Non è un caso che alcuni recenti successi, sia di pubblico, sia di critica, si richiamano a regole di gameplay fino a qualche anno fa considerate datate: l’open world di Elden Ring, gioco dell’anno (GOTY) nel 2022, organizza i suoi punti di interesse come un altro capolavoro, datato 2002. Si tratta di The Elder Scrolls III: Morrowind, che non segnala in anticipo sulla mappa le sfide, i nemici, gli oggetti, etc, ma lascia il videogiocatore libero di esplorare. Vale lo stesso per l’opera da 20 milioni di copie (secondo le ultime stime di maggio) di From Software. Nel frattempo internet è cresciuto, rendendo possibile la creazione istantanea di comunità interessate, che fanno esperienza del gioco collettivamente, scambiandosi informazioni consultabili in tempo reale sul secondo schermo che ognuno di noi ha in tasca.
Vedere i giochi della propria infanzia o adolescenza così in alto nelle classifiche potrebbe alimentare la retorica del “meglio prima”, ma il passatismo sarebbe una risposta troppo facile per chi è cresciuto con i single player su PlayStation e adesso non ci capisce più niente. Al pregiudizio positivo del giornalismo, al quale si è accennato sopra, bisogna aggiungere che sviluppare un videogioco è diventato molto costoso e complicato: riproporre un comprovato successo degli anni Novanta con un remake può essere, dal punto di vista degli investitori, una soluzione a rischio ridotto che tiene dentro tutti e parte da basi solide. Non c’è soltanto un discorso di ordine pratico e monetario.

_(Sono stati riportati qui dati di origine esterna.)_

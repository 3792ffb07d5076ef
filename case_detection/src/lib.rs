//! Case detection for enums with associated values.
//!
//! `#[derive(CaseDetection)]` on an enum `Foo` generates a payload-free discriminator
//! `FooCase`, a predicate `Foo::is_case` and a typed accessor `Foo::associated_value`.
//!
//! ```
//! use case_detection::CaseDetection;
//!
//! #[derive(CaseDetection)]
//! enum Shape {
//!     Circle(f64),
//!     Rect(f64, f64),
//!     Empty,
//! }
//!
//! let shape = Shape::Rect(2.0, 3.0);
//! assert!(shape.is_case(ShapeCase::Rect));
//! assert!(!shape.is_case(ShapeCase::Circle));
//! assert_eq!(shape.associated_value::<(f64, f64)>(), Some((2.0, 3.0)));
//! assert_eq!(shape.associated_value::<f64>(), None);
//! assert_eq!(Shape::Empty.associated_value::<f64>(), None);
//! ```
//!
//! The derive needs a non-generic enum whose associated value types are all
//! `Clone + 'static`, since `associated_value` returns clones of the payload.

use std::any::Any;

pub use case_detection_macros::CaseDetection;

/// Moves `value` out as a `T` if it has exactly that type.
///
/// This is the fallible downcast behind the generated `associated_value`. A mismatch
/// yields `None`, never a panic or a reinterpretation.
///
/// ```
/// assert_eq!(case_detection::extract::<u8, _>(7u8), Some(7));
/// assert_eq!(case_detection::extract::<u16, _>(7u8), None);
/// ```
pub fn extract<T: 'static, V: 'static>(value: V) -> Option<T> {
    let mut slot = Some(value);
    (&mut slot as &mut dyn Any)
        .downcast_mut::<Option<T>>()
        .and_then(Option::take)
}
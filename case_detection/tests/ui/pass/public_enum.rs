use case_detection::CaseDetection;

mod protocol {
    use case_detection::CaseDetection;

    #[derive(Debug, CaseDetection)]
    pub enum Frame {
        Data(Vec<u8>),
        Ping(u64),
        Close,
    }
}

#[derive(CaseDetection)]
enum Local {
    Only(&'static str),
}

fn main() {
    let frame = protocol::Frame::Ping(1);
    assert!(frame.is_case(protocol::FrameCase::Ping));
    assert_eq!(frame.associated_value::<u64>(), Some(1));

    let local = Local::Only("x");
    assert!(local.is_case(LocalCase::Only));
    assert_eq!(local.associated_value::<&'static str>(), Some("x"));
}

Uno dei migliori esempi di remake è Resident Evil 2 del 2019, il secondo successo della saga, amato dai millennial cresciuti con PSOne e scoperto dagli zoomer grazie a una nuova veste con nessuna barriera di accesso per chi è abituato ai sistemi moderni. RE:2 è una rivisitazione esemplare, conserva il portato di vecchie idee sempre efficaci ma le aggiorna, rimette sulla mappa il survival horror in terza persona (tecnicamente superato nella generazione di PS2) senza snaturarlo in un action horror, la qual cosa era stata la causa della sua momentanea sparizione. Il risultato è spaventosissimo ma anche intermedio rispetto ai vari tipi di utenti, un prodotto finale che è maggiore della somma delle singole parti.
I remake, che sono solo un trend di mercato tra gli altri, non sono la dimostrazione del “meglio prima” perché non sono quello che c’era prima, invece sono il videogioco che riflette su se stesso e cammina in avanti guardando più attentamente e dichiaratamente al passato, dimostrando, in un certo senso, che il medium è maturo per fare il giro, per rivisitare i miti della fondazione e un patrimonio storico che finalmente possiede in misura consistente e nonostante l’aggiornamento tecnologico.